- DIRECTIONS:
Find the lines below in which the string "match" occurs. Copy each one.

- Saved entries:
§ §

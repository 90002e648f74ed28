//! TCP accept loop and WebSocket upgrade.

use std::time::Duration;

use tokio::net::TcpListener;
use tokio_tungstenite::accept_async;

use termbridge_common::BridgeError;
use termbridge_config::ServerConfig;

use crate::connection::handle_connection;
use crate::relay::Relay;

pub async fn bind(config: &ServerConfig) -> Result<TcpListener, BridgeError> {
    let addr = config.addr();
    let listener = TcpListener::bind(&addr)
        .await
        .map_err(|e| BridgeError::Network(format!("failed to bind {addr}: {e}")))?;
    tracing::info!("termbridge-relay listening on {}", listener.local_addr()?);
    Ok(listener)
}

/// Accept connections forever, one task each.
pub async fn serve(listener: TcpListener, relay: Relay, upgrade_timeout: Duration) {
    loop {
        match listener.accept().await {
            Ok((stream, addr)) => {
                let relay = relay.clone();
                tokio::spawn(async move {
                    match tokio::time::timeout(upgrade_timeout, accept_async(stream)).await {
                        Ok(Ok(ws)) => handle_connection(ws, addr, relay).await,
                        Ok(Err(e)) => {
                            tracing::warn!(peer = %addr, error = %e, "WS handshake failed");
                        }
                        Err(_) => {
                            tracing::warn!(
                                peer = %addr,
                                timeout_secs = upgrade_timeout.as_secs(),
                                "WS handshake timed out"
                            );
                        }
                    }
                });
            }
            Err(e) => {
                tracing::warn!(error = %e, "TCP accept error");
            }
        }
    }
}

§ §

- ANSWER TO THIS TASK:
        match listener.accept().await {
                    match tokio::time::timeout(upgrade_timeout, accept_async(stream)).await {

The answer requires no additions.